MEXICO CITY, May 3 (Reuters) – Mexican authorities have cleared a makeshift encampment of migrants in the northern border city of Reynosa that had grown over the past year to hold some 2,000 people, Mexico’s migration institute (INM) said on Tuesday.
Many of the migrants, who are mainly from Guatemala, El Salvador, Honduras and Haiti, were taken to a nearby shelter, INM said in a statement.
People have gathered in the area because of the free resources given to them on their journey.
The Reynosa camp formed in March 2021 in a public plaza right across the U.S. border from McAllen, Texas. Many of the people camping in tents or under tarps say they fled violence or persecution in their home countries.
Images released by INM showed migrants walking in a long line away from the camp on Monday night, toting suitcases, backpacks and other belongings. INM said the people left close to 11 p.m. under the watch of local police and the National Guard, a militarized police.
The Reynosa camp had concerned migrant advocates due to its location in one of Mexico’s most dangerous border cities. In February, Mexican authorities also cleared out a major migrant camp in the border city of Tijuana where activists had criticized the conditions.

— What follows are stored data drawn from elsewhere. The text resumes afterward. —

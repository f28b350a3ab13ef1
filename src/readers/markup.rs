//! Shared machinery for the markup dialects

use indexmap::IndexMap;
use roxmltree::{Document, Node};

use crate::error::ReadError;
use crate::model::{
    element_name, entry_name, inner_object_id, positional_arg_name, BuiltinType, Factory,
    ObjectDefinition, Scope, ValueDefinition,
};
use crate::template::DraftDefinition;

pub(crate) fn parse_document<'i>(text: &'i str, location: &str) -> Result<Document<'i>, ReadError> {
    Document::parse(text).map_err(|e| ReadError::malformed(location, e.to_string()))
}

/// Check the root element's name and namespace, returning the namespace
pub(crate) fn expect_root(
    root: Node,
    name: &str,
    namespaces: &[&str],
    location: &str,
) -> Result<String, ReadError> {
    let tag = root.tag_name();
    match tag.namespace() {
        Some(ns) if tag.name() == name && namespaces.contains(&ns) => Ok(ns.to_string()),
        ns => Err(ReadError::malformed(
            location,
            format!(
                "expected root <{}> in one of {:?}, found <{}> in {:?}",
                name,
                namespaces,
                tag.name(),
                ns.unwrap_or("")
            ),
        )),
    }
}

pub(crate) fn is_named(node: Node, ns: &str, name: &str) -> bool {
    node.is_element() && node.tag_name().name() == name && node.tag_name().namespace() == Some(ns)
}

pub(crate) fn elements<'a, 'i>(node: Node<'a, 'i>) -> impl Iterator<Item = Node<'a, 'i>> {
    node.children().filter(|n| n.is_element())
}

pub(crate) fn child<'a, 'i>(node: Node<'a, 'i>, ns: &str, name: &str) -> Option<Node<'a, 'i>> {
    node.children().find(|n| is_named(*n, ns, name))
}

/// Text content of the element itself, across comments and CDATA sections.
/// Empty when it has none.
pub(crate) fn text(node: Node) -> String {
    node.children()
        .filter(|n| n.is_text())
        .filter_map(|n| n.text())
        .collect()
}

/// Boolean attribute value
pub(crate) fn parse_flag(value: &str) -> bool {
    value.trim().eq_ignore_ascii_case("true") || value.trim() == "1"
}

/// Scope attribute of a declaration; absent means singleton
pub(crate) fn read_scope(node: Node, location: &str, object: &str) -> Result<Scope, ReadError> {
    match node.attribute("scope") {
        None => Ok(Scope::default()),
        Some(token) => token.parse().map_err(|source| ReadError::UnknownScope {
            location: location.to_string(),
            object: object.to_string(),
            source,
        }),
    }
}

/// Element and attribute names that differ between markup dialects
#[derive(Debug)]
pub(crate) struct Vocabulary {
    pub root: &'static str,
    pub namespaces: &'static [&'static str],
    /// Declaration element, also used for inline definitions
    pub object: &'static str,
    /// Attribute of `<ref>` naming the target
    pub ref_target: &'static str,
    pub mapping: &'static str,
    pub templates: bool,
    pub scalar_shorthand: bool,
}

/// Converts declarations of one markup document into drafts
pub(crate) struct MarkupConverter<'v, 'l> {
    vocab: &'v Vocabulary,
    ns: String,
    location: &'l str,
    /// Inline definitions of the declaration being converted
    inner: Vec<ObjectDefinition>,
}

impl<'v, 'l> MarkupConverter<'v, 'l> {
    pub fn new(vocab: &'v Vocabulary, ns: String, location: &'l str) -> Self {
        Self {
            vocab,
            ns,
            location,
            inner: Vec::new(),
        }
    }

    /// Convert every top-level declaration under `root`
    pub fn read_declarations(&mut self, root: Node) -> Result<Vec<DraftDefinition>, ReadError> {
        let mut drafts = Vec::new();
        for node in elements(root) {
            if node.tag_name().namespace() != Some(self.ns.as_str()) {
                tracing::warn!(
                    source = %self.location,
                    element = node.tag_name().name(),
                    "skipping element from a foreign namespace"
                );
                continue;
            }
            drafts.push(self.read_declaration(node)?);
        }
        Ok(drafts)
    }

    pub fn read_declaration(&mut self, node: Node) -> Result<DraftDefinition, ReadError> {
        let id = node.attribute("id").unwrap_or_default().to_string();
        if id.is_empty() {
            tracing::warn!(source = %self.location, "declaration without an id");
        }
        let mut draft = self.extract(node, id)?;
        draft.inner = std::mem::take(&mut self.inner);
        Ok(draft)
    }

    fn extract(&mut self, node: Node, id: String) -> Result<DraftDefinition, ReadError> {
        let ns = self.ns.clone();
        let mut draft = DraftDefinition::new(id, Factory::from_class(node.attribute("class")));
        draft.scope = read_scope(node, self.location, &draft.id)?;
        draft.lazy_init = node.attribute("lazy-init").is_some_and(parse_flag);
        draft.is_abstract = node.attribute("abstract").is_some_and(parse_flag);
        if self.vocab.templates {
            draft.parent = node
                .attribute("parent")
                .filter(|p| !p.trim().is_empty())
                .map(|p| p.trim().to_string());
        }

        if !draft.factory.is_specified() && draft.parent.is_none() {
            match self.scalar_shorthand(node) {
                Some(builtin) => {
                    draft.factory = Factory::Builtin(builtin);
                    draft
                        .args
                        .positional
                        .push(Some(ValueDefinition::text(positional_arg_name(0), text(node))));
                    return Ok(draft);
                }
                None => tracing::warn!(
                    source = %self.location,
                    object = %draft.id,
                    element = node.tag_name().name(),
                    "no matching type found for object"
                ),
            }
        }

        for arg in node.children().filter(|n| is_named(*n, &ns, "constructor-arg")) {
            match arg.attribute("name") {
                Some(name) => match self.convert_slot(&draft.id, arg, name)? {
                    Some(value) => {
                        draft.args.named.insert(name.to_string(), value);
                    }
                    None => self.skipped(&draft.id, name),
                },
                None => {
                    let name = positional_arg_name(draft.args.positional.len());
                    let value = self.convert_slot(&draft.id, arg, &name)?;
                    draft.args.positional.push(value);
                }
            }
        }

        for property in node.children().filter(|n| is_named(*n, &ns, "property")) {
            let Some(name) = property.attribute("name") else {
                tracing::warn!(source = %self.location, object = %draft.id, "property without a name");
                continue;
            };
            match self.convert_slot(&draft.id, property, name)? {
                Some(value) => draft.args.properties.push(value),
                None => self.skipped(&draft.id, name),
            }
        }

        Ok(draft)
    }

    fn scalar_shorthand(&self, node: Node) -> Option<BuiltinType> {
        if !self.vocab.scalar_shorthand {
            return None;
        }
        BuiltinType::lookup(&BuiltinType::SCALARS, node.tag_name().name())
    }

    fn skipped(&self, object: &str, name: &str) {
        tracing::warn!(
            source = %self.location,
            object = %object,
            property = %name,
            "unrecognized value shape, skipping"
        );
    }

    /// Value of a `constructor-arg` or `property` element. `None` when it
    /// holds nothing recognizable.
    fn convert_slot(
        &mut self,
        owner: &str,
        node: Node,
        name: &str,
    ) -> Result<Option<ValueDefinition>, ReadError> {
        if let Some(target) = node.attribute("ref") {
            return Ok(Some(ValueDefinition::reference(name, target)));
        }
        if let Some(value) = node.attribute("value") {
            return Ok(Some(ValueDefinition::text(name, value)));
        }
        match elements(node).next() {
            Some(element) => self.convert_element(owner, element, name),
            None => Ok(None),
        }
    }

    fn convert_element(
        &mut self,
        owner: &str,
        node: Node,
        name: &str,
    ) -> Result<Option<ValueDefinition>, ReadError> {
        if node.tag_name().namespace() != Some(self.ns.as_str()) {
            tracing::warn!(element = node.tag_name().name(), "element from a foreign namespace");
            return Ok(None);
        }

        let value = match node.tag_name().name() {
            "ref" => self.convert_ref(node, name),
            "value" => return self.convert_value(owner, node, name),
            "props" => Some(self.convert_props(node, name)),
            "list" => Some(ValueDefinition::list(
                name,
                self.convert_items(owner, node, name, "list")?,
            )),
            "tuple" => Some(ValueDefinition::tuple(
                name,
                self.convert_items(owner, node, name, "tuple")?,
            )),
            "set" => Some(ValueDefinition::set(
                name,
                self.convert_items(owner, node, name, "set")?,
            )),
            "frozenset" => Some(ValueDefinition::frozen_set(
                name,
                self.convert_items(owner, node, name, "set")?,
            )),
            tag if tag == self.vocab.mapping => Some(self.convert_mapping(owner, node, name)?),
            tag if tag == self.vocab.object => Some(self.convert_inline(owner, node, name)?),
            other => {
                tracing::warn!(element = other, value = %name, "don't know how to handle element");
                None
            }
        };
        Ok(value)
    }

    fn convert_ref(&self, node: Node, name: &str) -> Option<ValueDefinition> {
        let content = text(node);
        let target = node
            .attribute(self.vocab.ref_target)
            .or_else(|| node.attribute("local"))
            .or_else(|| Some(content.trim()).filter(|t| !t.is_empty()));
        match target {
            Some(target) => Some(ValueDefinition::reference(name, target)),
            None => {
                tracing::warn!(value = %name, "reference without a target");
                None
            }
        }
    }

    /// `<value>` holds either text or a single nested collection
    fn convert_value(
        &mut self,
        owner: &str,
        node: Node,
        name: &str,
    ) -> Result<Option<ValueDefinition>, ReadError> {
        let content = text(node);
        if !content.trim().is_empty() {
            return Ok(Some(ValueDefinition::text(name, content)));
        }
        match elements(node).next() {
            Some(nested) => self.convert_element(owner, nested, name),
            None => Ok(Some(ValueDefinition::text(name, content))),
        }
    }

    fn convert_items(
        &mut self,
        owner: &str,
        node: Node,
        name: &str,
        shape: &str,
    ) -> Result<Vec<ValueDefinition>, ReadError> {
        let mut items = Vec::new();
        for element in elements(node) {
            let item_name = element_name(name, shape, items.len());
            if let Some(item) = self.convert_element(owner, element, &item_name)? {
                items.push(item);
            }
        }
        Ok(items)
    }

    fn convert_mapping(
        &mut self,
        owner: &str,
        node: Node,
        name: &str,
    ) -> Result<ValueDefinition, ReadError> {
        let ns = self.ns.clone();
        let mut entries = IndexMap::new();
        for entry in node.children().filter(|n| is_named(*n, &ns, "entry")) {
            let key = entry.attribute("key").map(str::to_string).or_else(|| {
                child(entry, &ns, "key")
                    .and_then(|k| child(k, &ns, "value"))
                    .map(text)
            });
            let Some(key) = key else {
                tracing::warn!(value = %name, "mapping entry without a key");
                continue;
            };

            let value_name = entry_name(name, &key);
            let value = match elements(entry).find(|e| !is_named(*e, &ns, "key")) {
                Some(element) => self.convert_element(owner, element, &value_name)?,
                None => entry
                    .attribute("value")
                    .map(|v| ValueDefinition::text(&value_name, v)),
            };
            match value {
                Some(value) => {
                    entries.insert(key, value);
                }
                None => tracing::warn!(value = %value_name, "don't know how to handle entry"),
            }
        }
        Ok(ValueDefinition::mapping(name, entries))
    }

    /// `<props>` maps string keys to string values
    fn convert_props(&self, node: Node, name: &str) -> ValueDefinition {
        let mut entries = IndexMap::new();
        for prop in node.children().filter(|n| is_named(*n, &self.ns, "prop")) {
            let key = prop.attribute("key").unwrap_or_default().to_string();
            let value = ValueDefinition::text(entry_name(name, &key), text(prop));
            entries.insert(key, value);
        }
        ValueDefinition::mapping(name, entries)
    }

    /// An inline definition is collected for the result and referenced by
    /// its synthesized id
    fn convert_inline(
        &mut self,
        owner: &str,
        node: Node,
        path: &str,
    ) -> Result<ValueDefinition, ReadError> {
        let id = inner_object_id(owner, path, node.attribute("id"));
        let definition = self.extract(node, id)?.into_definition();
        tracing::debug!(object = %definition.id, "parsed inline object");
        self.inner.push(definition.clone());
        Ok(ValueDefinition::inner_object(path, definition))
    }
}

Such camps grew during the coronavirus pandemic after former U.S. President Donald Trump’s administration implemented a health order turning away asylum seekers and other migrants at the border.
President Joe Biden’s administration said in March it would end the measure by May 23, and formally announced the decision in April. Shortly after, a U.S. judge temporarily stopped authorities from proceeding.
Department of Homeland Security (DHS) Secretary Alejandro Mayorkas discussed the U.S. strategy to prepare for the end of the policy with Mexican Foreign Minister Marcelo Ebrard in a meeting in Washington on Tuesday, his office said.
Ebrard later said he still needed to see the full plan, and warned that the end of Title 42 could spur more migration through Mexico.
The two also spoke about ways for the United States and Mexico to help regional efforts to manage borders and send back migrants who do not qualify for humanitarian relief, DHS said.
Christa Cook, a founder of U.S. aid group Solidarity Engineering that provided potable water and toiletries for camp residents, said only 400 people still remained at the Reynosa camp as of Monday night, including about 150 children.
Many of the migrants, including families with young children, had spent months living at the camp, which had grown to cover the entire plaza.